Sarah has become something of a totem for the so-called Tea Party in the USA. This is a mad collection of rabid right wing nutters and Christian fundamentalists, who share a common hatred of what might be termed 'the state', since, quite naturally, any responsible state would put them all into very secure homes.
The Tea Party takes its name from the chaotically anarchic practices, which characterised the Mad Hatter's Tea Party in Alice in Wonderland.
Sarah's popularity remains high amongst the rabid rightists of the Tea Party despite her unfortunately early descent into Alzheimerland. Sadly the poor woman now has to write everything down on her hand, if she is to remember it.
However, Mr Tojo still has the hots for Sarah and the necessary yen for Potts and so, at this point, it looks as though the development might go forward.

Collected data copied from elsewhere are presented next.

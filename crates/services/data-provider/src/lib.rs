//! Data provider - backend-agnostic resource access.
//!
//! One [`DataProvider`] contract with two backends:
//! - [`LocalProvider`]: in-memory collections, optionally mirrored to disk
//! - [`RelationalProvider`]: SQL tables through SeaORM
//!
//! Providers are composed with [`tower::Layer`] decorators (logging, caching)
//! by a [`ProviderFactory`], and callers hold a switchable [`ProviderHandle`].

pub mod factory;
pub mod local;
pub mod middleware;
pub mod provider;
pub mod relational;

pub use factory::{ProviderFactory, ProviderFactoryBuilder, ProviderHandle};
pub use local::LocalProvider;
pub use middleware::{
    BoxProviderLayer, CacheStore, CachingLayer, LoggingLayer, MemoryCache, ProviderStack,
    RedisCache,
};
pub use provider::{operation, DataProvider, SharedProvider};
pub use relational::{OrmClient, RelationalProvider, SeaOrmClient};

#[cfg(any(test, feature = "test-utils"))]
pub use provider::MockDataProvider;
#[cfg(any(test, feature = "test-utils"))]
pub use relational::MockOrmClient;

The project has naturally caused controversy and this has attracted the attention of Synthetic Sylvia (so called because of the amount of plastic skilled Relubbus surgeons have employed to preserve her exterior), the amazing 154-year-old mother of the Leader of the Greater Relubbus Urban Council (GRUC), Councillor Billy Spargo (124).
Mrs Spargo, shown here coming home from shopping at Morrisons is not at all happy about the proposed development and will be bringing her considerable influence to bear on the situation.
Mrs Spargo told the Roundup that she would be having serious words with her son and that, if he didn't put an immediate stop to all this nonsense, he would not be allowed to go on the Sunday School Treat and would have to go to bed without any tea.